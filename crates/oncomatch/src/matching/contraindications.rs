use serde::{Deserialize, Serialize};

use super::domain::{
    terms_match, ContraindicationCategory, ContraindicationKind, InteractionSeverity,
    PatientProfile, TreatmentProtocol,
};

/// A protocol contraindication or drug interaction that applies to this patient.
#[derive(Debug, Clone, PartialEq, Eq, Serialize, Deserialize)]
pub struct ContraindicationResult {
    pub kind: ContraindicationKind,
    pub category: ContraindicationCategory,
    pub description: String,
    pub matched_term: String,
    pub rationale: String,
    pub override_possible: bool,
}

impl ContraindicationResult {
    pub fn is_absolute(&self) -> bool {
        self.kind == ContraindicationKind::Absolute
    }
}

pub fn has_absolute(results: &[ContraindicationResult]) -> bool {
    results.iter().any(ContraindicationResult::is_absolute)
}

pub fn relative_count(results: &[ContraindicationResult]) -> usize {
    results.iter().filter(|result| !result.is_absolute()).count()
}

/// Cross-references protocol contraindications against comorbidities, allergies and
/// current medications, then protocol drug interactions against current medications.
pub fn detect_contraindications(
    patient: &PatientProfile,
    protocol: &TreatmentProtocol,
) -> Vec<ContraindicationResult> {
    let mut results = Vec::new();

    for declared in &protocol.contraindications {
        let mut candidates: Vec<&str> = patient
            .comorbidity_terms()
            .chain(patient.allergies.iter().map(|allergy| allergy.substance.as_str()))
            .collect();
        if declared.category == ContraindicationCategory::DrugInteraction {
            candidates.extend(
                patient
                    .current_medications
                    .iter()
                    .map(|medication| medication.name.as_str()),
            );
        }

        if let Some(term) = candidates
            .into_iter()
            .find(|term| terms_match(term, &declared.condition))
        {
            results.push(ContraindicationResult {
                kind: declared.kind,
                category: declared.category,
                description: declared.condition.clone(),
                matched_term: term.to_string(),
                rationale: declared.rationale.clone(),
                override_possible: declared.kind == ContraindicationKind::Relative,
            });
        }
    }

    for drug in &protocol.drugs {
        for interaction in drug
            .interactions
            .iter()
            .filter(|interaction| interaction.severity >= InteractionSeverity::Major)
        {
            for medication in patient
                .current_medications
                .iter()
                .filter(|medication| terms_match(&medication.name, &interaction.drug))
            {
                let kind = if interaction.severity == InteractionSeverity::Contraindicated {
                    ContraindicationKind::Absolute
                } else {
                    ContraindicationKind::Relative
                };
                results.push(ContraindicationResult {
                    kind,
                    category: ContraindicationCategory::DrugInteraction,
                    description: format!("{} interacts with {}", drug.name, medication.name),
                    matched_term: medication.name.clone(),
                    rationale: interaction.description.clone(),
                    override_possible: kind == ContraindicationKind::Relative,
                });
            }
        }
    }

    results
}

/// Moderate interactions: not contraindications, surfaced as eligibility warnings.
pub(crate) fn moderate_interactions(
    patient: &PatientProfile,
    protocol: &TreatmentProtocol,
) -> Vec<String> {
    protocol
        .drugs
        .iter()
        .flat_map(move |drug| {
            drug.interactions
                .iter()
                .filter(|interaction| interaction.severity == InteractionSeverity::Moderate)
                .flat_map(move |interaction| {
                    patient
                        .current_medications
                        .iter()
                        .filter(move |medication| terms_match(&medication.name, &interaction.drug))
                        .map(move |medication| {
                            format!(
                                "moderate interaction between {} and {}",
                                drug.name, medication.name
                            )
                        })
                })
        })
        .collect()
}
mod cli;
mod demo;
mod infra;
mod routes;
mod server;

use oncomatch::error::AppError;

pub async fn run() -> Result<(), AppError> {
    cli::run().await
}
use std::fmt;

use axum::http::StatusCode;
use axum::response::{IntoResponse, Response};
use axum::Json;
use serde_json::json;

use crate::config::ConfigError;
use crate::matching::{MatchingError, RepositoryError};
use crate::telemetry::TelemetryError;

#[derive(Debug)]
pub enum AppError {
    Config(ConfigError),
    Telemetry(TelemetryError),
    Io(std::io::Error),
    Server(axum::Error),
    Matching(MatchingError),
    Json(serde_json::Error),
}

impl AppError {
    pub fn status(&self) -> StatusCode {
        match self {
            AppError::Matching(MatchingError::InvalidRequest(_)) => {
                StatusCode::UNPROCESSABLE_ENTITY
            }
            AppError::Matching(MatchingError::ProtocolNotFound(_))
            | AppError::Matching(MatchingError::Repository(RepositoryError::NotFound)) => {
                StatusCode::NOT_FOUND
            }
            AppError::Matching(MatchingError::Repository(_)) => StatusCode::SERVICE_UNAVAILABLE,
            AppError::Matching(MatchingError::Config(_)) => StatusCode::UNPROCESSABLE_ENTITY,
            AppError::Matching(MatchingError::Evaluation(_))
            | AppError::Config(_)
            | AppError::Telemetry(_)
            | AppError::Io(_)
            | AppError::Server(_)
            | AppError::Json(_) => StatusCode::INTERNAL_SERVER_ERROR,
        }
    }
}

impl fmt::Display for AppError {
    fn fmt(&self, f: &mut fmt::Formatter<'_>) -> fmt::Result {
        match self {
            AppError::Config(err) => write!(f, "configuration error: {}", err),
            AppError::Telemetry(err) => write!(f, "telemetry error: {}", err),
            AppError::Io(err) => write!(f, "io error: {}", err),
            AppError::Server(err) => write!(f, "server error: {}", err),
            AppError::Matching(err) => write!(f, "{}", err),
            AppError::Json(err) => write!(f, "invalid JSON input: {}", err),
        }
    }
}

impl std::error::Error for AppError {
    fn source(&self) -> Option<&(dyn std::error::Error + 'static)> {
        match self {
            AppError::Config(err) => Some(err),
            AppError::Telemetry(err) => Some(err),
            AppError::Io(err) => Some(err),
            AppError::Server(err) => Some(err),
            AppError::Matching(err) => Some(err),
            AppError::Json(err) => Some(err),
        }
    }
}

impl IntoResponse for AppError {
    fn into_response(self) -> Response {
        let status = self.status();
        let body = Json(json!({ "error": self.to_string() }));
        (status, body).into_response()
    }
}

impl From<ConfigError> for AppError {
    fn from(value: ConfigError) -> Self {
        Self::Config(value)
    }
}

impl From<TelemetryError> for AppError {
    fn from(value: TelemetryError) -> Self {
        Self::Telemetry(value)
    }
}

impl From<std::io::Error> for AppError {
    fn from(value: std::io::Error) -> Self {
        Self::Io(value)
    }
}

impl From<axum::Error> for AppError {
    fn from(value: axum::Error) -> Self {
        Self::Server(value)
    }
}

impl From<MatchingError> for AppError {
    fn from(value: MatchingError) -> Self {
        Self::Matching(value)
    }
}

impl From<serde_json::Error> for AppError {
    fn from(value: serde_json::Error) -> Self {
        Self::Json(value)
    }
}
use std::collections::BTreeSet;
use std::fmt;

use serde::{Deserialize, Serialize};

/// Validation failures raised while constructing clinical criteria.
#[derive(Debug, Clone, PartialEq, Eq, thiserror::Error)]
pub enum CriteriaError {
    #[error("ECOG grade must be between 0 and 5 (found {0})")]
    InvalidEcog(u8),
    #[error("Karnofsky score must be 0-100 in steps of 10 (found {0})")]
    InvalidKarnofsky(u8),
    #[error("age range minimum {min} exceeds maximum {max}")]
    InvalidAgeRange { min: u8, max: u8 },
}

/// ECOG performance grade. 0 is fully active, 5 is dead.
#[derive(Debug, Clone, Copy, PartialEq, Eq, PartialOrd, Ord, Hash, Serialize, Deserialize)]
#[serde(try_from = "u8", into = "u8")]
pub struct Ecog(u8);

impl Ecog {
    pub const MAX: u8 = 5;

    pub const fn grade(self) -> u8 {
        self.0
    }
}

impl TryFrom<u8> for Ecog {
    type Error = CriteriaError;

    fn try_from(value: u8) -> Result<Self, Self::Error> {
        if value <= Self::MAX {
            Ok(Self(value))
        } else {
            Err(CriteriaError::InvalidEcog(value))
        }
    }
}

impl From<Ecog> for u8 {
    fn from(value: Ecog) -> Self {
        value.0
    }
}

impl fmt::Display for Ecog {
    fn fmt(&self, f: &mut fmt::Formatter<'_>) -> fmt::Result {
        write!(f, "ECOG {}", self.0)
    }
}

/// Karnofsky performance score, recorded in steps of 10.
#[derive(Debug, Clone, Copy, PartialEq, Eq, PartialOrd, Ord, Hash, Serialize, Deserialize)]
#[serde(try_from = "u8", into = "u8")]
pub struct Karnofsky(u8);

impl Karnofsky {
    pub const fn score(self) -> u8 {
        self.0
    }
}

impl TryFrom<u8> for Karnofsky {
    type Error = CriteriaError;

    fn try_from(value: u8) -> Result<Self, Self::Error> {
        if value <= 100 && value % 10 == 0 {
            Ok(Self(value))
        } else {
            Err(CriteriaError::InvalidKarnofsky(value))
        }
    }
}

impl From<Karnofsky> for u8 {
    fn from(value: Karnofsky) -> Self {
        value.0
    }
}

/// Inclusive age window declared by a protocol. Either bound may be open.
#[derive(Debug, Clone, Copy, Default, PartialEq, Eq, Serialize, Deserialize)]
#[serde(try_from = "RawAgeRange")]
pub struct AgeRange {
    min: Option<u8>,
    max: Option<u8>,
}

#[derive(Deserialize)]
struct RawAgeRange {
    #[serde(default)]
    min: Option<u8>,
    #[serde(default)]
    max: Option<u8>,
}

impl TryFrom<RawAgeRange> for AgeRange {
    type Error = CriteriaError;

    fn try_from(raw: RawAgeRange) -> Result<Self, Self::Error> {
        Self::new(raw.min, raw.max)
    }
}

impl AgeRange {
    pub fn new(min: Option<u8>, max: Option<u8>) -> Result<Self, CriteriaError> {
        if let (Some(min), Some(max)) = (min, max) {
            if min > max {
                return Err(CriteriaError::InvalidAgeRange { min, max });
            }
        }
        Ok(Self { min, max })
    }

    pub fn unbounded() -> Self {
        Self::default()
    }

    pub fn min(&self) -> Option<u8> {
        self.min
    }

    pub fn max(&self) -> Option<u8> {
        self.max
    }

    pub fn contains(&self, age: u8) -> bool {
        self.min.map_or(true, |min| age >= min) && self.max.map_or(true, |max| age <= max)
    }

    pub fn describe(&self) -> String {
        match (self.min, self.max) {
            (Some(min), Some(max)) => format!("{min}-{max} years"),
            (Some(min), None) => format!(">= {min} years"),
            (None, Some(max)) => format!("<= {max} years"),
            (None, None) => "any age".to_string(),
        }
    }
}

/// Organ systems a protocol may constrain.
#[derive(Debug, Clone, Copy, PartialEq, Eq, PartialOrd, Ord, Hash, Serialize, Deserialize)]
#[serde(rename_all = "snake_case")]
pub enum OrganSystem {
    Hepatic,
    Renal,
    Cardiac,
    Pulmonary,
    Hematologic,
}

impl OrganSystem {
    pub const fn label(self) -> &'static str {
        match self {
            OrganSystem::Hepatic => "hepatic",
            OrganSystem::Renal => "renal",
            OrganSystem::Cardiac => "cardiac",
            OrganSystem::Pulmonary => "pulmonary",
            OrganSystem::Hematologic => "hematologic",
        }
    }
}

/// Reported status of a biomarker test, also used to state protocol requirements.
#[derive(Debug, Clone, Copy, PartialEq, Eq, Hash, Serialize, Deserialize)]
#[serde(rename_all = "snake_case")]
pub enum BiomarkerStatus {
    Positive,
    Negative,
    Amplified,
    Equivocal,
    Pending,
}

impl BiomarkerStatus {
    /// Whether the result can be compared against a requirement.
    pub const fn is_conclusive(self) -> bool {
        !matches!(self, BiomarkerStatus::Equivocal | BiomarkerStatus::Pending)
    }

    /// Amplification is reported separately but satisfies a "positive" requirement.
    pub fn satisfies(self, required: BiomarkerStatus) -> bool {
        self == required
            || (required == BiomarkerStatus::Positive && self == BiomarkerStatus::Amplified)
    }

    pub const fn label(self) -> &'static str {
        match self {
            BiomarkerStatus::Positive => "positive",
            BiomarkerStatus::Negative => "negative",
            BiomarkerStatus::Amplified => "amplified",
            BiomarkerStatus::Equivocal => "equivocal",
            BiomarkerStatus::Pending => "pending",
        }
    }
}

/// Normalizes free-text clinical terms for comparison.
pub(crate) fn normalize_term(term: &str) -> String {
    term.chars()
        .map(|c| {
            if c.is_alphanumeric() {
                c.to_ascii_lowercase()
            } else {
                ' '
            }
        })
        .collect::<String>()
        .split_whitespace()
        .collect::<Vec<_>>()
        .join(" ")
}

const GENERIC_TOKENS: &[&str] = &[
    "allergy", "allergic", "history", "severe", "disease", "chronic", "acute", "known", "active",
    "prior", "with", "and", "the", "of", "to", "or", "in", "on", "for", "a", "an", "uncontrolled",
    "significant", "grade", "hypersensitivity", "disorder", "syndrome", "reaction",
];

/// Organ and descriptor words that never identify a condition on their own.
const QUALIFIER_TOKENS: &[&str] = &[
    "heart", "cardiac", "lung", "pulmonary", "renal", "kidney", "hepatic", "liver", "impairment",
    "failure", "dysfunction", "insufficiency", "deficiency", "infection", "toxicity",
];

fn significant_tokens(term: &str) -> BTreeSet<String> {
    normalize_term(term)
        .split(' ')
        .filter(|token| !token.is_empty() && !GENERIC_TOKENS.contains(token))
        .map(str::to_string)
        .collect()
}

/// True when every token of `part` is a whole token of `whole`.
fn covered_by(part: &BTreeSet<String>, whole: &BTreeSet<String>) -> bool {
    let lone_qualifier = part.len() == 1
        && part
            .iter()
            .all(|token| QUALIFIER_TOKENS.contains(&token.as_str()));
    !part.is_empty() && !lone_qualifier && part.is_subset(whole)
}

/// Whole-token comparison between two clinical terms: one side's significant
/// tokens must all appear in the other.
pub(crate) fn terms_match(left: &str, right: &str) -> bool {
    let left = significant_tokens(left);
    let right = significant_tokens(right);
    (!left.is_empty() && left == right) || covered_by(&left, &right) || covered_by(&right, &left)
}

# What this task involves
Using the listing above, return all lines where the word "between" occurs.

# Finished exercise
                                "moderate interaction between {} and {}",
    #[error("ECOG grade must be between 0 and 5 (found {0})")]
/// Whole-token comparison between two clinical terms: one side's significant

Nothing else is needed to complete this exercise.